Foodborne compounds that alter plasma membrane architecture can modify the response of intestinal cells to shear stress in vitro

In order to ensure barrier function, intestinal cells need to respond promptly to biomechanical stimulation and to adapt constantly to physical cues. To this aim, cell membranes are essential and rely extensively on lipid metabolism and turnover. These can be tuned via nutrition, pharmacological treatment, or exposure to xenobiotics, however, knowledge on the impact of lifestyle and diet on intestinal cells' biomechanical compliance is relatively limited. Building on this, two intestinal cell models (non-transformed human colon epithelial cells HCEC-1CT and the colon adenocarcinoma cell line HT-29) were systematically compared in terms of cholesterol content, membrane fluidity, actin cytoskeletal organization, expression of mechano-gated PIEZO1 channels and caveolin-1. Biomechanical compliance was evaluated with the application of fluid shear stress (force response 0.75-1.5 dyn/cm(2)). As model substances the food contaminant mycotoxin alternariol (AOH, 0.01-10 mu M) was chosen in virtue of its putative structural analogy with cholesterol. AOH was compared to the cholesterol lowering agent lovastatin (LOVA, 0.01-10 mu M) and to water-soluble cholesterol (M beta CD-CHOL, 0.01-10 mu g/ml). Exposure to AOH, LOVA and M beta CD-CHOL coherently modulated membrane cholesterol, expression of PIEZO1 and caveolin-1 as well as the formation of actin stress fibers. These effects were functionally relevant since they modified the force response profile to fluid shear stress (morphological adaption and [Ca2+](i)).
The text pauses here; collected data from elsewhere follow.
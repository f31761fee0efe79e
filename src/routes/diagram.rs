//! Diagram generation route.

use axum::extract::State;
use axum::extract::rejection::JsonRejection;
use axum::http::header::CONTENT_TYPE;
use axum::response::{IntoResponse, Json, Response};
use serde::Deserialize;

use super::error::ApiError;
use crate::cfn;
use crate::state::AppState;

pub const SVG_CONTENT_TYPE: &str = "image/svg+xml";

#[derive(Debug, Deserialize)]
pub struct GenerateDiagramBody {
    #[serde(default)]
    pub yaml: Option<String>,
}

/// `POST /generate-diagram`: render a CloudFormation template as SVG.
pub async fn generate_diagram(
    State(state): State<AppState>,
    body: Result<Json<GenerateDiagramBody>, JsonRejection>,
) -> Result<Response, ApiError> {
    let Json(body) = body.map_err(|rejection| ApiError::InvalidRequest(rejection.body_text()))?;
    let yaml = body
        .yaml
        .filter(|yaml| !yaml.is_empty())
        .ok_or(ApiError::MissingYaml)?;

    let template = cfn::load_template(&yaml)?;
    let graph = cfn::extract(&template, &state.registry)?;
    let svg = state.renderer.render(&graph).await?;

    tracing::info!(
        nodes = graph.nodes.len(),
        edges = graph.edges.len(),
        bytes = svg.len(),
        "diagram generated"
    );
    Ok(([(CONTENT_TYPE, SVG_CONTENT_TYPE)], svg).into_response())
}

#[cfg(test)]
#[path = "diagram_test.rs"]
mod tests;
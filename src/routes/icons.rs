//! Icon asset route.
//!
//! Rendered SVGs load their icons over HTTP from here instead of from the
//! server's disk. The route is stateless apart from the icon root. Once the
//! file is found, `ServeFile` handles content type, HEAD, ranges and
//! conditional requests.

use axum::extract::{Path, Request, State};
use axum::http::StatusCode;
use axum::response::{IntoResponse, Response};
use tower::ServiceExt;
use tower_http::services::ServeFile;

use crate::diagram::icons;
use crate::state::AppState;

/// `GET /icons/{filename}` and `GET /icons/aws/{filename}`: serve one icon.
pub async fn serve_icon(
    State(state): State<AppState>,
    Path(filename): Path<String>,
    request: Request,
) -> Response {
    let Some(path) = icons::find_icon(state.renderer.icon_root(), &filename).await else {
        tracing::debug!(%filename, "icon not found");
        return (StatusCode::NOT_FOUND, "Icon not found").into_response();
    };

    match ServeFile::new(&path).oneshot(request).await {
        Ok(response) => {
            if response.status() == StatusCode::NOT_FOUND {
                tracing::error!(path = %path.display(), "icon vanished before it could be served");
                return (StatusCode::NOT_FOUND, format!("Icon not found: {filename}")).into_response();
            }
            response.into_response()
        }
        Err(never) => match never {},
    }
}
In sum, we could demonstrate a novel role for exogenous or endogenous molecules in shaping intestinal mechanotransduction via regulation of cholesterol homeostasis and plasma membrane architecture.

Automated summary

This study compared two intestinal cell models and found that exogenous or endogenous molecules can shape intestinal mechanotransduction by regulating cholesterol homeostasis and plasma membrane architecture, thereby affecting the biomechanical compliance of intestinal cells.